Exercise prompt = Retype the data in its entirety, with no word changed.

──────── Entries shown

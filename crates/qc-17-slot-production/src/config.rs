//! Configuration types for slot production

use crate::error::{Result, SlotProductionError};
use serde::Deserialize;

/// Runtime configuration for slot production
#[derive(Clone, Debug, Deserialize)]
#[serde(default)]
pub struct SlotProductionConfig {
    /// Slot duration in milliseconds (network-wide constant)
    pub slot_duration_ms: u64,

    /// Number of consecutive slots sharing one authority set and threshold
    pub epoch_length: u64,

    /// Target fraction of slots that should have a producer network-wide
    pub target_rate: TargetRate,

    /// Number of recent best-chain blocks used by the slot clock
    pub slot_lookback: u64,

    /// Maximum pending transactions requested per produced block
    pub max_block_transactions: u32,

    /// Keep lottery results for this many slots behind the current one
    /// (None = never prune)
    pub proof_cache_retention: Option<u64>,
}

impl Default for SlotProductionConfig {
    fn default() -> Self {
        Self {
            slot_duration_ms: crate::DEFAULT_SLOT_DURATION_MS,
            epoch_length: crate::DEFAULT_EPOCH_LENGTH,
            target_rate: TargetRate::default(),
            slot_lookback: crate::DEFAULT_SLOT_LOOKBACK,
            max_block_transactions: crate::MAX_BLOCK_TRANSACTIONS,
            proof_cache_retention: None,
        }
    }
}

impl SlotProductionConfig {
    /// Validate configuration values
    pub fn validate(&self) -> Result<()> {
        if self.slot_duration_ms == 0 {
            return Err(SlotProductionError::InvalidConfig(
                "slot_duration_ms must be non-zero".to_string(),
            ));
        }
        if self.epoch_length == 0 {
            return Err(SlotProductionError::InvalidConfig(
                "epoch_length must be non-zero".to_string(),
            ));
        }
        if self.slot_lookback == 0 {
            return Err(SlotProductionError::InvalidConfig(
                "slot_lookback must be non-zero".to_string(),
            ));
        }
        if self.proof_cache_retention == Some(0) {
            return Err(SlotProductionError::InvalidConfig(
                "proof_cache_retention must be non-zero when set".to_string(),
            ));
        }
        self.target_rate.validate()
    }

    /// Epoch index a slot belongs to
    pub fn epoch_of(&self, slot: u64) -> u64 {
        slot / self.epoch_length
    }
}

/// Network-wide probability that a slot has at least one winner, as a ratio
#[derive(Copy, Clone, Debug, Deserialize, PartialEq, Eq)]
pub struct TargetRate {
    /// Ratio numerator
    pub numerator: u64,
    /// Ratio denominator
    pub denominator: u64,
}

impl Default for TargetRate {
    fn default() -> Self {
        Self {
            numerator: 1,
            denominator: 4,
        }
    }
}

impl TargetRate {
    /// Every slot has a producer
    pub const ALWAYS: TargetRate = TargetRate {
        numerator: 1,
        denominator: 1,
    };

    /// Create a new rate
    pub fn new(numerator: u64, denominator: u64) -> Self {
        Self {
            numerator,
            denominator,
        }
    }

    /// Rate must lie in (0, 1]
    pub fn validate(&self) -> Result<()> {
        if self.denominator == 0 || self.numerator == 0 || self.numerator > self.denominator {
            return Err(SlotProductionError::InvalidConfig(format!(
                "target rate {}/{} must lie in (0, 1]",
                self.numerator, self.denominator
            )));
        }
        Ok(())
    }

    /// Rate as a float
    pub fn as_f64(&self) -> f64 {
        self.numerator as f64 / self.denominator as f64
    }
}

────────────────

Answer space =
filename crates/qc-17-slot-production/src/config.rs
//! Configuration types for slot production

use crate::error::{Result, SlotProductionError};
use serde::Deserialize;

/// Runtime configuration for slot production
#[derive(Clone, Debug, Deserialize)]
#[serde(default)]
pub struct SlotProductionConfig {
    /// Slot duration in milliseconds (network-wide constant)
    pub slot_duration_ms: u64,

    /// Number of consecutive slots sharing one authority set and threshold
    pub epoch_length: u64,

    /// Target fraction of slots that should have a producer network-wide
    pub target_rate: TargetRate,

    /// Number of recent best-chain blocks used by the slot clock
    pub slot_lookback: u64,

    /// Maximum pending transactions requested per produced block
    pub max_block_transactions: u32,

    /// Keep lottery results for this many slots behind the current one
    /// (None = never prune)
    pub proof_cache_retention: Option<u64>,
}

impl Default for SlotProductionConfig {
    fn default() -> Self {
        Self {
            slot_duration_ms: crate::DEFAULT_SLOT_DURATION_MS,
            epoch_length: crate::DEFAULT_EPOCH_LENGTH,
            target_rate: TargetRate::default(),
            slot_lookback: crate::DEFAULT_SLOT_LOOKBACK,
            max_block_transactions: crate::MAX_BLOCK_TRANSACTIONS,
            proof_cache_retention: None,
        }
    }
}

impl SlotProductionConfig {
    /// Validate configuration values
    pub fn validate(&self) -> Result<()> {
        if self.slot_duration_ms == 0 {
            return Err(SlotProductionError::InvalidConfig(
                "slot_duration_ms must be non-zero".to_string(),
            ));
        }
        if self.epoch_length == 0 {
            return Err(SlotProductionError::InvalidConfig(
                "epoch_length must be non-zero".to_string(),
            ));
        }
        if self.slot_lookback == 0 {
            return Err(SlotProductionError::InvalidConfig(
                "slot_lookback must be non-zero".to_string(),
            ));
        }
        if self.proof_cache_retention == Some(0) {
            return Err(SlotProductionError::InvalidConfig(
                "proof_cache_retention must be non-zero when set".to_string(),
            ));
        }
        self.target_rate.validate()
    }

    /// Epoch index a slot belongs to
    pub fn epoch_of(&self, slot: u64) -> u64 {
        slot / self.epoch_length
    }
}

/// Network-wide probability that a slot has at least one winner, as a ratio
#[derive(Copy, Clone, Debug, Deserialize, PartialEq, Eq)]
pub struct TargetRate {
    /// Ratio numerator
    pub numerator: u64,
    /// Ratio denominator
    pub denominator: u64,
}

impl Default for TargetRate {
    fn default() -> Self {
        Self {
            numerator: 1,
            denominator: 4,
        }
    }
}

impl TargetRate {
    /// Every slot has a producer
    pub const ALWAYS: TargetRate = TargetRate {
        numerator: 1,
        denominator: 1,
    };

    /// Create a new rate
    pub fn new(numerator: u64, denominator: u64) -> Self {
        Self {
            numerator,
            denominator,
        }
    }

    /// Rate must lie in (0, 1]
    pub fn validate(&self) -> Result<()> {
        if self.denominator == 0 || self.numerator == 0 || self.numerator > self.denominator {
            return Err(SlotProductionError::InvalidConfig(format!(
                "target rate {}/{} must lie in (0, 1]",
                self.numerator, self.denominator
            )));
        }
        Ok(())
    }

    /// Rate as a float
    pub fn as_f64(&self) -> f64 {
        self.numerator as f64 / self.denominator as f64
    }
}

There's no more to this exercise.